==== Exercise input

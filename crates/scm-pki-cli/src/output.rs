//! Output formatting for CLI commands.
//!
//! Supports table (human-readable) and JSON output formats.

use std::io::Write;
use std::path::Path;

use chrono::{DateTime, Utc};
use scm_pki::Certificate;
use serde::Serialize;

use crate::cli::Format;
use crate::error::CliError;

/// Output formatter that handles both table and JSON output.
#[derive(Debug, Clone)]
pub struct OutputFormat {
    format: Format,
}

impl OutputFormat {
    /// Create a new output formatter.
    #[must_use]
    pub const fn new(format: Format) -> Self {
        Self { format }
    }

    /// Check if JSON format is selected.
    #[must_use]
    pub const fn is_json(&self) -> bool {
        matches!(self.format, Format::Json)
    }

    /// Write a serializable value to the output.
    ///
    /// # Errors
    ///
    /// Returns an error if serialization or writing fails.
    pub fn write<W, T>(&self, writer: &mut W, value: &T) -> Result<(), CliError>
    where
        W: Write,
        T: Serialize + TableDisplay,
    {
        match self.format {
            Format::Json => {
                serde_json::to_writer_pretty(&mut *writer, value)
                    .map_err(|e| CliError::Format(format!("JSON serialization failed: {e}")))?;
                writeln!(writer)?;
            }
            Format::Table => value.write_table(writer)?,
        }
        Ok(())
    }
}

impl Default for OutputFormat {
    fn default() -> Self {
        Self::new(Format::Table)
    }
}

/// Trait for types that can be displayed as a table.
pub trait TableDisplay {
    /// Write the value as a human-readable table.
    ///
    /// # Errors
    ///
    /// Returns an error if writing fails.
    fn write_table<W: Write>(&self, writer: &mut W) -> Result<(), CliError>;
}

/// Summary of a certificate and where it is stored.
#[derive(Debug, Clone, Serialize)]
pub struct CertificateInfo {
    /// Hex serial number.
    pub serial_number: String,
    /// Subject distinguished name.
    pub subject: String,
    /// Issuer distinguished name.
    pub issuer: String,
    /// Start of validity.
    pub not_before: DateTime<Utc>,
    /// End of validity.
    pub not_after: DateTime<Utc>,
    /// Whether the certificate is a CA.
    pub is_ca: bool,
    /// Subject alternative names.
    pub san: Vec<String>,
    /// Certificate file.
    pub path: String,
    /// Private key file, when one was written.
    #[serde(skip_serializing_if = "Option::is_none")]
    pub key_path: Option<String>,
    /// Key algorithm, when known.
    #[serde(skip_serializing_if = "Option::is_none")]
    pub algorithm: Option<String>,
}

impl CertificateInfo {
    /// Summarizes `cert` stored at `path`.
    #[must_use]
    pub fn new(cert: &Certificate, path: &Path) -> Self {
        Self {
            serial_number: cert.serial_number().to_string(),
            subject: cert.subject().to_string(),
            issuer: cert.issuer().to_string(),
            not_before: cert.not_before(),
            not_after: cert.not_after(),
            is_ca: cert.is_ca(),
            san: cert.san().iter().map(ToString::to_string).collect(),
            path: path.display().to_string(),
            key_path: None,
            algorithm: None,
        }
    }

    /// Records the private key file and algorithm.
    #[must_use]
    pub fn with_key(mut self, key_path: &Path, algorithm: impl Into<String>) -> Self {
        self.key_path = Some(key_path.display().to_string());
        self.algorithm = Some(algorithm.into());
        self
    }
}

impl TableDisplay for CertificateInfo {
    fn write_table<W: Write>(&self, writer: &mut W) -> Result<(), CliError> {
        writeln!(writer, "Certificate")?;
        writeln!(writer, "══════════════════════════════════")?;
        writeln!(writer, "Serial:       {}", self.serial_number)?;
        writeln!(writer, "Subject:      {}", self.subject)?;
        writeln!(writer, "Issuer:       {}", self.issuer)?;
        writeln!(writer, "Not Before:   {}", self.not_before.to_rfc3339())?;
        writeln!(writer, "Not After:    {}", self.not_after.to_rfc3339())?;
        writeln!(writer, "CA:           {}", if self.is_ca { "yes" } else { "no" })?;
        if !self.san.is_empty() {
            writeln!(writer, "SAN:          {}", self.san.join(", "))?;
        }
        writeln!(writer, "Path:         {}", self.path)?;
        if let Some(key_path) = &self.key_path {
            writeln!(writer, "Key Path:     {key_path}")?;
        }
        if let Some(algorithm) = &self.algorithm {
            writeln!(writer, "Algorithm:    {algorithm}")?;
        }
        Ok(())
    }
}

/// Result of a DER export.
#[derive(Debug, Clone, Serialize)]
pub struct ExportInfo {
    /// Hex serial number of the exported certificate.
    pub serial_number: String,
    /// Destination file.
    pub path: String,
    /// Number of DER bytes written.
    pub bytes: usize,
}

impl TableDisplay for ExportInfo {
    fn write_table<W: Write>(&self, writer: &mut W) -> Result<(), CliError> {
        writeln!(
            writer,
            "Exported certificate {} ({} bytes DER) to {}",
            self.serial_number, self.bytes, self.path
        )?;
        Ok(())
    }
}
//! Command implementations.

mod export;
mod generate;
mod show;

use std::path::Path;

use scm_pki::SecurityConfig;
use tracing::debug;

pub use export::ExportDerCommand;
pub use generate::GenerateCommand;
pub use show::ShowCommand;

use crate::error::CliError;

/// Resolves the security configuration from an optional JSON file and an
/// optional metadata directory override.
///
/// # Errors
///
/// Returns an error if the configuration file cannot be read or parsed.
pub fn load_config(
    config_file: Option<&Path>,
    metadata_dir: Option<&Path>,
) -> Result<SecurityConfig, CliError> {
    let config = match config_file {
        Some(path) => SecurityConfig::load(path)?,
        None => SecurityConfig::default(),
    };
    let config = match metadata_dir {
        Some(dir) => config.with_metadata_dir(dir),
        None => config,
    };
    debug!(metadata_dir = %config.metadata_dir().display(), "resolved security configuration");
    Ok(config)
}

#[cfg(test)]
mod tests {
    use super::*;

    #[test]
    fn metadata_dir_overrides_file() {
        let dir = tempfile::tempdir().unwrap();
        let file = dir.path().join("security.json");
        std::fs::write(
            &file,
            r#"{"metadata_dir": "/from/file", "default_certificate_duration_days": 30}"#,
        )
        .unwrap();

        let config = load_config(Some(&file), Some(Path::new("/from/flag"))).unwrap();
        assert_eq!(config.metadata_dir(), Path::new("/from/flag"));
        assert_eq!(config.default_certificate_duration_days(), 30);
    }

    #[test]
    fn defaults_without_file() {
        let config = load_config(None, None).unwrap();
        assert_eq!(config, SecurityConfig::default());
    }

    #[test]
    fn missing_file_is_an_error() {
        let dir = tempfile::tempdir().unwrap();
        let result = load_config(Some(&dir.path().join("absent.json")), None);
        assert!(matches!(
            result,
            Err(CliError::Pki(scm_pki::Error::FileNotFound { .. }))
        ));
    }
}
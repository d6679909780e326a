//! On-disk layout of security material.
//!
//! Certificates for a component live under
//! `<metadata_dir>/<security_dir_name>/<component>/`.

use std::path::{Component, Path, PathBuf};

use tracing::debug;

use crate::config::SecurityConfig;
use crate::error::{Error, Result};

/// Resolves component directories and default file names from configuration.
#[derive(Debug, Clone, PartialEq, Eq)]
pub struct SecurityPaths {
    root: PathBuf,
    certificate_file_name: String,
    private_key_file_name: String,
}

impl SecurityPaths {
    /// Captures the security root and default file names from `config`.
    ///
    /// # Errors
    ///
    /// Returns [`Error::Configuration`] if the security directory name is not
    /// a single plain path segment.
    pub fn new(config: &SecurityConfig) -> Result<Self> {
        validate_segment("security directory name", config.security_dir_name())?;
        Ok(Self {
            root: config.metadata_dir().join(config.security_dir_name()),
            certificate_file_name: config.certificate_file_name().to_string(),
            private_key_file_name: config.private_key_file_name().to_string(),
        })
    }

    /// Returns the security root directory.
    #[must_use]
    pub fn security_root(&self) -> &Path {
        &self.root
    }

    /// Returns `<security root>/<component>`.
    ///
    /// # Errors
    ///
    /// Returns [`Error::Configuration`] if `component` is not a single plain
    /// path segment.
    pub fn component_dir(&self, component: &str) -> Result<PathBuf> {
        validate_segment("component label", component)?;
        let dir = self.root.join(component);
        debug!(component, dir = %dir.display(), "resolved component directory");
        Ok(dir)
    }

    /// Returns the default certificate file name.
    #[must_use]
    pub fn default_certificate_file_name(&self) -> &str {
        &self.certificate_file_name
    }

    /// Returns the default private key file name.
    #[must_use]
    pub fn default_private_key_file_name(&self) -> &str {
        &self.private_key_file_name
    }
}

/// A directory plus a file name inside it.
#[derive(Debug, Clone, PartialEq, Eq, Hash)]
pub struct StorageLocation {
    directory: PathBuf,
    file_name: String,
}

impl StorageLocation {
    /// Creates a location.
    #[must_use]
    pub fn new(directory: impl Into<PathBuf>, file_name: impl Into<String>) -> Self {
        Self {
            directory: directory.into(),
            file_name: file_name.into(),
        }
    }

    /// Returns the directory.
    #[must_use]
    pub fn directory(&self) -> &Path {
        &self.directory
    }

    /// Returns the file name.
    #[must_use]
    pub fn file_name(&self) -> &str {
        &self.file_name
    }

    /// Returns the same directory with a different file name.
    #[must_use]
    pub fn with_file_name(&self, file_name: impl Into<String>) -> Self {
        Self::new(self.directory.clone(), file_name)
    }

    /// Returns the full path.
    ///
    /// # Errors
    ///
    /// Returns [`Error::Configuration`] if the file name is not a single plain
    /// path segment.
    pub fn path(&self) -> Result<PathBuf> {
        validate_segment("file name", &self.file_name)?;
        Ok(self.directory.join(&self.file_name))
    }
}

/// Rejects empty names, `.`/`..` and anything containing a separator.
fn validate_segment(kind: &str, value: &str) -> Result<()> {
    let mut components = Path::new(value).components();
    match (components.next(), components.next()) {
        (Some(Component::Normal(segment)), None) if segment == value => Ok(()),
        _ => Err(Error::Configuration(format!(
            "{kind} '{value}' must be a single plain path segment"
        ))),
    }
}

========

What you are asked to do:
Show every line in the entries where the string "Some" occurs.

Answer to this exercise:
        self.key_path = Some(key_path.display().to_string());
        self.algorithm = Some(algorithm.into());
        if let Some(key_path) = &self.key_path {
        if let Some(algorithm) = &self.algorithm {
        Some(path) => SecurityConfig::load(path)?,
        Some(dir) => config.with_metadata_dir(dir),
        let config = load_config(Some(&file), Some(Path::new("/from/flag"))).unwrap();
        let result = load_config(Some(&dir.path().join("absent.json")), None);
        (Some(Component::Normal(segment)), None) if segment == value => Ok(()),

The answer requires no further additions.